I second Reinhart’s questions. Also, if available, it would interesting to see the distribution of preferences across the entire income distribution (ie, not only 10-50-90th percentiles).

Also, my understanding is that many (most?) citizens hold a number of policy positions that are contradictory (if they have ‘true’ policy positions at all). And relatedly, how do you account for the intensity of people’s policy preferences? Ie, many people simply don’t care at all that much about policy outcomes.

In any case, fascinating work and I look forward to reading your future posts.

Martin Gilens August 13, 2012 at 7:15 pm

Lots of great questions. I’ll try to address some of them in my next two posts and also link to my more extensive discussions of those issues.
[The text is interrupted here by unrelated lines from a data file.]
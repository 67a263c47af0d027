//! HTTP request handlers for API endpoints.
//!
//! Handlers only extract and validate input, call one service and wrap the
//! result in the response envelope. Rate limiting happens earlier, in
//! [`crate::api::middleware::rate_limit`].

pub mod countries;
pub mod fx;
pub mod health;
pub mod taric;
pub mod trade;
pub mod vies;
pub mod weather;

pub use countries::countries_handler;
pub use fx::fx_handler;
pub use health::health_handler;
pub use taric::taric_link_handler;
pub use trade::{trade_get_handler, trade_post_handler};
pub use vies::{vies_get_handler, vies_post_handler};
pub use weather::weather_handler;

use axum::http::StatusCode;
use axum::response::Response;

use crate::api::envelope::failure;

/// Enveloped 404 for unknown `/api/*` paths.
pub async fn api_not_found() -> Response {
    failure("Route not found", "NOT_FOUND", StatusCode::NOT_FOUND, None)
}

/// Enveloped 405 for known paths hit with the wrong method.
pub async fn api_method_not_allowed() -> Response {
    failure(
        "Method not allowed",
        "METHOD_NOT_ALLOWED",
        StatusCode::METHOD_NOT_ALLOWED,
        None,
    )
}
//! Handler for the country metadata endpoint.

use axum::extract::State;

use crate::api::envelope::ApiResponse;
use crate::domain::entities::Country;
use crate::error::AppError;
use crate::state::AppState;

/// Lists countries with region, capital, languages, currencies and VAT rate.
///
/// # Endpoint
///
/// `GET /api/countries`
///
/// # Response
///
/// ```json
/// {
///   "ok": true,
///   "status": 200,
///   "data": [
///     {
///       "code": "FR",
///       "name": "France",
///       "region": "Europe",
///       "capital": "Paris",
///       "languages": ["French"],
///       "currencies": [{ "code": "EUR", "name": "Euro", "symbol": "€" }],
///       "vat": 20.0
///     }
///   ]
/// }
/// ```
pub async fn countries_handler(
    State(state): State<AppState>,
) -> Result<ApiResponse<Vec<Country>>, AppError> {
    let served = state.countries_service.list().await?;
    Ok(served.into())
}
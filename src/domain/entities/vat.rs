//! VAT number check entity.

use serde::{Deserialize, Serialize};

/// Result of a VIES VAT number check.
#[derive(Debug, Clone, PartialEq, Serialize, Deserialize)]
#[serde(rename_all = "camelCase")]
pub struct VatCheck {
    /// Full VAT number as checked, country prefix included.
    pub vat: String,
    pub country_code: String,
    pub valid: bool,
    pub name: Option<String>,
    pub address: Option<String>,
    pub request_date: Option<String>,
    pub company_type: Option<String>,
}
Foreign reader August 14, 2012 at 7:28 am

+1 on all questions/requests/comments that eventually rely on being able to access the data, especially since both scales are constructs. To engage fully with the topic and research, it would be so helpful to be able to look at the facts in parallel.

Total August 14, 2012 at 9:35 am

Yeah, jeez, it’d be awesome if he’d written a book or something about this, where he explains in more detail his arguments and data.

LELAND JORDAN August 19, 2012 at 2:05 pm

Have you read THE PRICE OF INEQUALITY by Professor Joseph Stiglitz? He is working in the same area except that he emphasizes the economic system and its contribution to increasing inequality.